-- What is required --
An exact copy of the lines from the one containing "from the configuration." to the end of the records below is required, and nothing else.
** Provided material follows **
//! Error types for configuration loading and validation.

/// Errors that can occur when loading or validating an `ngl.toml` configuration.
#[derive(Debug, thiserror::Error)]
pub enum ConfigError {
    /// An I/O error occurred while reading the configuration file.
    #[error("failed to read configuration: {0}")]
    IoError(#[from] std::io::Error),

    /// The TOML content could not be parsed.
    #[error("failed to parse configuration: {0}")]
    ParseError(String),

    /// A required field is missing from the configuration.
    #[error("missing required field: {0}")]
    MissingField(String),

    /// A configuration value failed validation.
    #[error("validation error: {0}")]
    ValidationError(String),
}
** End of Provided material **
-- Task answer --
    /// A required field is missing from the configuration.
    #[error("missing required field: {0}")]
    MissingField(String),

    /// A configuration value failed validation.
    #[error("validation error: {0}")]
    ValidationError(String),
}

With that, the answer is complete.